There was a car rental place in the hotel we were having the meeting at. I walked straight out of the meeting after hearing the news and ran there. I got the last vehicle they had. Packed and was on the road back home in about 2 hours.
 

Haly

One day I realized that sadness is just another word for not enough coffee.
6th grade science class. Didn't think anything of it at first until I went home and saw the news. I had my dad send me to school that day so he was a bit later than he usually was getting to work (he goes to Jersey from WTC.)

I'm pretty lucky that he made it back with just a scratch on his elbow. If he had died that day I'd never forgive myself.
 
Was in college. Pulled an all nighter finishing a paper. Was printing it out in computer lab when first plane hit. Went to class. After class, stopped by coffee shop. People crying. Someone said it was terrorists. First I thought whatever.
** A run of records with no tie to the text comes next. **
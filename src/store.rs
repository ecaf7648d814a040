use std::any::{Any, type_name};
use std::fmt::{self, Debug, Formatter};
use std::sync::Arc;

use parking_lot::Mutex;
use rustc_hash::FxHashMap;

use crate::hash::Key;

/// A memoization scope that maps keys to shared slots.
///
/// The store decides how long slots live. Memoized functions never remove
/// anything from it.
pub trait Store: Clone + Send + Sync + 'static {
    /// Return the slot for the key, creating it with `create` if there is
    /// none yet.
    ///
    /// `create` must run at most once per key, also when multiple callers
    /// race for the same key.
    fn get_or_create<T, F>(&self, key: Key, create: F) -> Lookup<T>
    where
        T: Clone + Send + Sync + 'static,
        F: FnOnce() -> T;
}

/// The result of a store lookup.
#[derive(Debug, Clone)]
pub enum Lookup<T> {
    /// The slot already existed.
    Hit(T),
    /// The slot was just created.
    Miss(T),
}

impl<T> Lookup<T> {
    /// Whether the slot already existed.
    pub fn is_hit(&self) -> bool {
        matches!(self, Self::Hit(_))
    }

    /// Extract the slot.
    pub fn into_inner(self) -> T {
        match self {
            Self::Hit(slot) | Self::Miss(slot) => slot,
        }
    }
}

/// An in-memory memoization scope.
///
/// Clones share the same slots. The slots are discarded together with the
/// last handle, so a store typically lives exactly as long as one logical
/// request.
#[derive(Clone, Default)]
pub struct MemoStore(Arc<Mutex<FxHashMap<Key, Box<dyn Any + Send + Sync>>>>);

impl MemoStore {
    /// Create an empty store.
    pub fn new() -> Self {
        Self::default()
    }

    /// The number of slots.
    pub fn len(&self) -> usize {
        self.0.lock().len()
    }

    /// Whether there are no slots.
    pub fn is_empty(&self) -> bool {
        self.len() == 0
    }
}

impl Store for MemoStore {
    fn get_or_create<T, F>(&self, key: Key, create: F) -> Lookup<T>
    where
        T: Clone + Send + Sync + 'static,
        F: FnOnce() -> T,
    {
        // Creation happens with the lock held, so that concurrent lookups
        // of the same key can't create two slots.
        let mut map = self.0.lock();
        if let Some(slot) = map.get(&key) {
            let Some(slot) = slot.downcast_ref::<T>() else {
                panic!(
                    "effect-memo: slot {key:?} does not hold a `{}`",
                    type_name::<T>()
                );
            };
            return Lookup::Hit(slot.clone());
        }

        let slot = create();
        map.insert(key, Box::new(slot.clone()));
        Lookup::Miss(slot)
    }
}

impl Debug for MemoStore {
    fn fmt(&self, f: &mut Formatter) -> fmt::Result {
        f.debug_struct("MemoStore").field("len", &self.len()).finish()
    }
}
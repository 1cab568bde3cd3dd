use std::fs;
use std::path::{Component, Path, PathBuf};

use anyhow::Result;
use neopkg_core::{ArchiveType, PkgError};
use tracing::info;

use crate::current::remove_link;
use crate::fs_utils::{remove_dir_all_if_exists, remove_file_if_exists};
use crate::{read_current, DistLayout};

#[derive(Debug, Clone, Default, PartialEq, Eq)]
pub struct RemovedPaths {
    pub paths: Vec<PathBuf>,
}

/// Validates a cached `installed_path` before anything is deleted: it must be
/// absolute, free of `..`, and strictly inside `<dist_dir>/<name>`.
pub fn safe_installed_path(layout: &DistLayout, name: &str, installed_path: &str) -> Result<PathBuf> {
    let path = PathBuf::from(installed_path);
    let package_dir = layout.package_dir(name);
    let escapes = !path.is_absolute()
        || path
            .components()
            .any(|component| matches!(component, Component::ParentDir))
        || !path.starts_with(layout.root())
        || !path.starts_with(&package_dir)
        || path == package_dir;
    if escapes {
        return Err(PkgError::PathEscape(installed_path.to_string()).into());
    }
    Ok(path)
}

/// Deletes an installed tree previously checked by [`safe_installed_path`].
///
/// When `path` is the `current` link, the version directory it selects, that
/// version's downloaded archive and the link itself are removed. Other
/// versions and `storage/` are left alone.
pub fn remove_installed(layout: &DistLayout, name: &str, path: &Path) -> Result<RemovedPaths> {
    let mut removed = RemovedPaths::default();
    let link = layout.current_link(name);

    if path == link {
        if let Some(current) = read_current(layout, name)? {
            let package_dir = layout.package_dir(name);
            if !current.target_dir.starts_with(&package_dir) || current.target_dir == package_dir {
                return Err(PkgError::PathEscape(current.target_dir.display().to_string()).into());
            }
            if remove_dir_all_if_exists(&current.target_dir)? {
                removed.paths.push(current.target_dir.clone());
            }
            for archive_type in [ArchiveType::TarGz, ArchiveType::Zip] {
                let archive = layout.archive_path(name, &current.version, archive_type);
                if remove_file_if_exists(&archive)? {
                    removed.paths.push(archive);
                }
            }
        }
        if fs::symlink_metadata(&link).is_ok() {
            remove_link(&link)?;
            removed.paths.push(link);
        }
    } else if path.is_dir() {
        if remove_dir_all_if_exists(path)? {
            removed.paths.push(path.to_path_buf());
        }
    } else if remove_file_if_exists(path)? {
        removed.paths.push(path.to_path_buf());
    }

    info!(package = name, removed = removed.paths.len(), "installed files removed");
    Ok(removed)
}
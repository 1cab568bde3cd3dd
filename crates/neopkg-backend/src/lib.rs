mod descriptor;
mod env;
mod log_sink;
mod proxy;
mod supervisor;

pub use descriptor::{
    find_script, BackendDescriptor, BackendScript, HttpProxyConfig, BACKEND_FILE_NAME,
};
pub use env::{merge_env, parse_env_entries, read_env_file, reconcile_env_file, EnvPairs};
pub use log_sink::LogLevel;
pub use proxy::{ProxyTarget, ReverseProxy, UNIX_SOCKET_PATH_LIMIT};
pub use supervisor::{script_command, Backend, BackendStatus, STOP_POLL_INTERVAL, STOP_TIMEOUT};
use std::any::Any;
use std::panic::AssertUnwindSafe;
use std::path::{Path, PathBuf};
use std::process::Stdio;
use std::sync::Arc;
use std::time::Duration;

use anyhow::{anyhow, Context, Result};
use axum::body::Body;
use axum::http::{Request, StatusCode};
use axum::response::{IntoResponse, Response};
use futures::FutureExt;
use neopkg_core::host_os;
use neopkg_installer::{read_current, DistLayout};
use serde::{Deserialize, Serialize};
use tokio::process::{Child, Command};
use tokio::sync::{oneshot, watch, OnceCell, RwLock};
use tracing::{error, info, warn};

use crate::log_sink::spawn_log_pump;
use crate::{
    find_script, merge_env, parse_env_entries, read_env_file, reconcile_env_file,
    BackendDescriptor, EnvPairs, LogLevel, ReverseProxy,
};

pub const STOP_POLL_INTERVAL: Duration = Duration::from_millis(100);
pub const STOP_TIMEOUT: Duration = Duration::from_secs(5);

#[derive(Debug, Clone, Copy, PartialEq, Eq, Serialize, Deserialize)]
#[serde(rename_all = "lowercase")]
pub enum BackendStatus {
    Stopped,
    Running,
}

/// Supervisor for the single child process a package may run.
///
/// Cloning is cheap; clones share the same child.
#[derive(Debug, Clone)]
pub struct Backend {
    inner: Arc<BackendInner>,
}

#[derive(Debug)]
struct BackendInner {
    name: String,
    dir: PathBuf,
    env_file: PathBuf,
    descriptor: BackendDescriptor,
    install_env: EnvPairs,
    descriptor_env: EnvPairs,
    stdout_level: LogLevel,
    stderr_level: LogLevel,
    state: RwLock<BackendState>,
    proxy: OnceCell<ReverseProxy>,
}

#[derive(Debug, Default)]
struct BackendState {
    env: EnvPairs,
    child: Option<ChildHandle>,
    generation: u64,
}

#[derive(Debug)]
struct ChildHandle {
    pid: Option<u32>,
    generation: u64,
    exited: watch::Receiver<bool>,
    kill: Option<oneshot::Sender<()>>,
}

impl ChildHandle {
    fn is_alive(&self) -> bool {
        !*self.exited.borrow()
    }
}

impl Backend {
    /// Loads the backend of the version `current` selects. `Ok(None)` when
    /// the package is not installed or ships no `.backend.yml`.
    pub fn load(layout: &DistLayout, name: &str, install_env: EnvPairs) -> Result<Option<Self>> {
        let Some(current) = read_current(layout, name)? else {
            return Ok(None);
        };
        let Some(descriptor) = BackendDescriptor::load(&current.target_dir)? else {
            return Ok(None);
        };
        Self::new(
            name,
            current.target_dir,
            layout.env_file(name),
            descriptor,
            install_env,
        )
        .map(Some)
    }

    /// Reconciles `env_file` with the descriptor's env and merges the layers
    /// `install_env < descriptor env < env file`.
    pub fn new(
        name: &str,
        dir: PathBuf,
        env_file: PathBuf,
        descriptor: BackendDescriptor,
        install_env: EnvPairs,
    ) -> Result<Self> {
        let descriptor_env = parse_env_entries(&descriptor.env);
        let file_env = reconcile_env_file(&env_file, &descriptor_env)
            .with_context(|| format!("failed reconciling env file of backend '{name}'"))?;
        let env = merge_env(&[&install_env, &descriptor_env, &file_env]);
        let stdout_level = LogLevel::parse(&descriptor.stdout_log);
        let stderr_level = LogLevel::parse(&descriptor.stderr_log);

        Ok(Self {
            inner: Arc::new(BackendInner {
                name: name.to_string(),
                dir,
                env_file,
                descriptor,
                install_env,
                descriptor_env,
                stdout_level,
                stderr_level,
                state: RwLock::new(BackendState {
                    env,
                    ..BackendState::default()
                }),
                proxy: OnceCell::new(),
            }),
        })
    }

    pub fn name(&self) -> &str {
        &self.inner.name
    }

    pub fn dir(&self) -> &Path {
        &self.inner.dir
    }

    pub fn descriptor(&self) -> &BackendDescriptor {
        &self.inner.descriptor
    }

    pub fn auto_start(&self) -> bool {
        self.inner.descriptor.auto_start
    }

    /// Environment the next child will see on top of the process environment.
    pub async fn env(&self) -> EnvPairs {
        self.inner.state.read().await.env.clone()
    }

    pub async fn status(&self) -> BackendStatus {
        let state = self.inner.state.read().await;
        match &state.child {
            Some(child) if child.is_alive() => BackendStatus::Running,
            _ => BackendStatus::Stopped,
        }
    }

    pub async fn pid(&self) -> Option<u32> {
        let state = self.inner.state.read().await;
        state
            .child
            .as_ref()
            .filter(|child| child.is_alive())
            .and_then(|child| child.pid)
    }

    /// Launches the start script. Returns once the process is spawned; a
    /// background task reaps it and clears the handle on exit. Starting a
    /// running backend is a no-op.
    pub async fn start(&self) -> Result<()> {
        info!(backend = %self.inner.name, "start");
        match AssertUnwindSafe(self.start_child()).catch_unwind().await {
            Ok(result) => result,
            Err(panic) => Err(self.panicked("start", panic)),
        }
    }

    /// Runs the stop script, then waits up to [`STOP_TIMEOUT`] for the child
    /// to exit. Without a stop script for this platform the child is killed.
    pub async fn stop(&self) -> Result<()> {
        info!(backend = %self.inner.name, "stop");
        match AssertUnwindSafe(self.stop_child()).catch_unwind().await {
            Ok(result) => result,
            Err(panic) => Err(self.panicked("stop", panic)),
        }
    }

    /// True when a running backend declares a proxy prefix that `path` falls under.
    pub async fn should_proxy(&self, path: &str) -> bool {
        let declared = self
            .inner
            .descriptor
            .http_proxy
            .as_ref()
            .is_some_and(|proxy| !proxy.prefix.is_empty() && path.starts_with(&proxy.prefix));
        declared && self.status().await == BackendStatus::Running
    }

    /// The reverse proxy, built on first use.
    pub async fn proxy(&self) -> Result<Option<&ReverseProxy>> {
        let Some(config) = self
            .inner
            .descriptor
            .http_proxy
            .as_ref()
            .filter(|proxy| !proxy.prefix.is_empty())
        else {
            return Ok(None);
        };
        self.inner
            .proxy
            .get_or_try_init(|| async { ReverseProxy::new(config, &self.inner.dir) })
            .await
            .map(Some)
    }

    /// Forwards `request` to the backend. Failures and panics become 502.
    pub async fn handle(&self, request: Request<Body>) -> Response {
        let proxy = match self.proxy().await {
            Ok(Some(proxy)) => proxy,
            Ok(None) => {
                return (StatusCode::NOT_FOUND, "backend has no http proxy").into_response()
            }
            Err(err) => {
                warn!(backend = %self.inner.name, error = %format!("{err:#}"), "invalid backend proxy");
                return (StatusCode::BAD_GATEWAY, format!("{err:#}")).into_response();
            }
        };

        match AssertUnwindSafe(proxy.forward(request)).catch_unwind().await {
            Ok(Ok(response)) => response,
            Ok(Err(err)) => {
                warn!(backend = %self.inner.name, error = %format!("{err:#}"), "proxy request failed");
                (StatusCode::BAD_GATEWAY, format!("{err:#}")).into_response()
            }
            Err(panic) => {
                let err = self.panicked("proxy", panic);
                (StatusCode::BAD_GATEWAY, err.to_string()).into_response()
            }
        }
    }

    async fn start_child(&self) -> Result<()> {
        let inner = &self.inner;
        let mut state = inner.state.write().await;
        if state.child.as_ref().is_some_and(ChildHandle::is_alive) {
            warn!(backend = %inner.name, "already running");
            return Ok(());
        }

        let script = find_script(&inner.descriptor.start_scripts, host_os()).with_context(|| {
            format!(
                "backend '{}' has no start script for '{}'",
                inner.name,
                host_os()
            )
        })?;
        let file_env = read_env_file(&inner.env_file)?;
        state.env = merge_env(&[&inner.install_env, &inner.descriptor_env, &file_env]);

        let mut command = script_command(&script.run);
        command
            .current_dir(&inner.dir)
            .envs(state.env.iter().map(|(key, value)| (key.as_str(), value.as_str())))
            .stdin(Stdio::null())
            .stdout(Stdio::piped())
            .stderr(Stdio::piped());
        let mut child = match command.spawn() {
            Ok(child) => child,
            Err(err) => {
                error!(backend = %inner.name, run = %script.run, error = %err, "failed to start");
                return Err(err).with_context(|| {
                    format!("failed to start backend '{}': {}", inner.name, script.run)
                });
            }
        };

        if let Some(stdout) = child.stdout.take() {
            spawn_log_pump(stdout, inner.name.clone(), "stdout", inner.stdout_level);
        }
        if let Some(stderr) = child.stderr.take() {
            spawn_log_pump(stderr, inner.name.clone(), "stderr", inner.stderr_level);
        }

        let pid = child.id();
        state.generation += 1;
        let generation = state.generation;
        let (exited_tx, exited_rx) = watch::channel(false);
        let (kill_tx, kill_rx) = oneshot::channel();
        state.child = Some(ChildHandle {
            pid,
            generation,
            exited: exited_rx,
            kill: Some(kill_tx),
        });
        tokio::spawn(Arc::clone(inner).reap(child, generation, exited_tx, kill_rx));

        info!(backend = %inner.name, pid = ?pid, run = %script.run, "backend started");
        Ok(())
    }

    async fn stop_child(&self) -> Result<()> {
        let inner = &self.inner;
        let mut state = inner.state.write().await;
        let env = state.env.clone();
        if !state.child.as_ref().is_some_and(ChildHandle::is_alive) {
            warn!(backend = %inner.name, "not running");
            state.child = None;
            return Ok(());
        }
        let Some(handle) = state.child.as_mut() else {
            return Ok(());
        };
        let mut exited = handle.exited.clone();

        match find_script(&inner.descriptor.stop_scripts, host_os()) {
            Some(script) => {
                let mut command = script_command(&script.run);
                command
                    .current_dir(&inner.dir)
                    .envs(env.iter().map(|(key, value)| (key.as_str(), value.as_str())))
                    .stdin(Stdio::null())
                    .stdout(Stdio::piped())
                    .stderr(Stdio::piped());
                let mut stopper = command.spawn().with_context(|| {
                    format!("failed to run stop script of backend '{}'", inner.name)
                })?;
                if let Some(stdout) = stopper.stdout.take() {
                    spawn_log_pump(stdout, inner.name.clone(), "stdout", inner.stdout_level);
                }
                if let Some(stderr) = stopper.stderr.take() {
                    spawn_log_pump(stderr, inner.name.clone(), "stderr", inner.stderr_level);
                }
                match stopper.wait().await {
                    Ok(status) if !status.success() => {
                        warn!(backend = %inner.name, %status, "stop script failed")
                    }
                    Ok(_) => {}
                    Err(err) => error!(backend = %inner.name, error = %err, "stop script failed"),
                }
            }
            None => {
                warn!(backend = %inner.name, "no stop script for this platform, killing process");
                if let Some(kill) = handle.kill.take() {
                    let _ = kill.send(());
                }
            }
        }

        let mut waited = Duration::ZERO;
        loop {
            let done = *exited.borrow_and_update();
            if done {
                break;
            }
            if waited >= STOP_TIMEOUT {
                warn!(backend = %inner.name, "timeout waiting for backend to exit");
                return Ok(());
            }
            tokio::time::sleep(STOP_POLL_INTERVAL).await;
            waited += STOP_POLL_INTERVAL;
        }

        state.child = None;
        info!(backend = %inner.name, "backend stopped");
        Ok(())
    }

    fn panicked(&self, op: &str, panic: Box<dyn Any + Send>) -> anyhow::Error {
        let message = panic
            .downcast_ref::<&str>()
            .map(|msg| msg.to_string())
            .or_else(|| panic.downcast_ref::<String>().cloned())
            .unwrap_or_else(|| "unknown panic".to_string());
        error!(backend = %self.inner.name, op, panic = %message, "recovered from panic");
        anyhow!("backend '{}' {op} panicked: {message}", self.inner.name)
    }
}

impl BackendInner {
    async fn reap(
        self: Arc<Self>,
        mut child: Child,
        generation: u64,
        exited: watch::Sender<bool>,
        mut kill: oneshot::Receiver<()>,
    ) {
        let status = tokio::select! {
            status = child.wait() => status,
            Ok(()) = &mut kill => {
                if let Err(err) = child.start_kill() {
                    warn!(backend = %self.name, error = %err, "failed to kill backend");
                }
                child.wait().await
            }
        };
        match status {
            Ok(status) => info!(backend = %self.name, code = ?status.code(), "exit code"),
            Err(err) => error!(backend = %self.name, error = %err, "fail to run"),
        }
        let _ = exited.send(true);

        let mut state = self.state.write().await;
        if state
            .child
            .as_ref()
            .is_some_and(|child| child.generation == generation)
        {
            state.child = None;
        }
    }
}

/// Joins a multi-line script into one command line, dropping trailing line
/// continuations, and wraps it in `sh -c` (`cmd /c` on Windows).
pub fn script_command(script: &str) -> Command {
    let mut command = if cfg!(windows) {
        let line = script
            .lines()
            .map(|line| line.trim().trim_end_matches('^'))
            .collect::<Vec<_>>()
            .join(" ");
        let mut command = Command::new("cmd");
        command.arg("/c").arg(line);
        command
    } else {
        let line = script
            .lines()
            .map(|line| line.strip_suffix('\\').unwrap_or(line).trim())
            .collect::<Vec<_>>()
            .join(" ");
        let mut command = Command::new("sh");
        command.arg("-c").arg(line);
        command
    };
    command.kill_on_drop(true);
    command
}
mod current;
mod download;
mod extract;
mod fs_utils;
mod layout;
mod script;
mod uninstall;

pub use current::{publish_current, read_current, CurrentVersion};
pub use download::download_archive;
pub use extract::{extract_archive, extract_archive_blocking};
pub use layout::{DistLayout, CURRENT_LINK_NAME, ENV_FILE_NAME, STORAGE_DIR_NAME};
pub use script::{run_script, shell_command};
pub use uninstall::{remove_installed, safe_installed_path, RemovedPaths};
use serde::{Deserialize, Serialize};

pub const CENTRAL_ROSTER: &str = "central";
pub const CENTRAL_ROSTER_URL: &str = "https://github.com/machbase/neo-pkg.git";
pub const CENTRAL_ROSTER_BRANCH: &str = "main";

/// A named catalog partition backed by one upstream git repository.
#[derive(Debug, Clone, PartialEq, Eq, Serialize, Deserialize)]
pub struct RosterSource {
    pub name: String,
    pub url: String,
    #[serde(default = "default_branch")]
    pub branch: String,
}

impl RosterSource {
    pub fn new(name: impl Into<String>, url: impl Into<String>) -> Self {
        Self {
            name: name.into(),
            url: url.into(),
            branch: default_branch(),
        }
    }
}

pub fn default_rosters() -> Vec<RosterSource> {
    vec![RosterSource::new(CENTRAL_ROSTER, CENTRAL_ROSTER_URL)]
}

#[derive(Debug, Clone, Copy, PartialEq, Eq, Serialize, Deserialize)]
#[serde(rename_all = "snake_case")]
pub enum RosterSyncStatus {
    Cloned,
    Updated,
    UpToDate,
}

#[derive(Debug, Clone, PartialEq, Eq, Serialize, Deserialize)]
pub struct RosterSyncResult {
    pub roster: String,
    pub status: RosterSyncStatus,
    pub snapshot_id: String,
}

fn default_branch() -> String {
    CENTRAL_ROSTER_BRANCH.to_string()
}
Terrorists only exist in cheesey hollywood action movies. Pentagon was hit. Started freaking out. Sister and her husband worked in Crystal City across the street. Friend changed screen saver to drop the bomb. Cried.
 
Huh. Unlike a lot of people who feel like it was just yesterday, I don't feel that way.

Either way, I remember that day fairly vividly. We (my 7th grade class) were out at P.E. class at a park on 34th street. Walking back to the school, some lady said something about the WTC being bombed. Throughout the day, we were bereft of information. Everyone went home late, and if the parents couldn't show up to take their kids home, some teachers escorted the kids to their parents.

I'm not really emotionally effected by the whole thing, though. I think it was because we at school didn't really get any information. However, I was effected in another way. I used to get scared when planes flew by outside my window. I still have a little bit of that feeling nowadays, unfortunately, but eh.

Looking back, I'm kinda happy about not getting a lot of info during 9/11. If I did, I'd probably worry because my school was near the United Nations and the Empire State Building.
 

Amir0x

Banned
Such a terrible moment.

I was in 11th grade, walking through the hallways between classes. The bell had rung by the hallways were empty. I had never seen that before... we had a massive school with thousands upon thousands of kids, and so it was bizarre that nobody was out and about. So I'm going to math class, and as I look into other classrooms I see a lot of people hovering around the tv sets in each room.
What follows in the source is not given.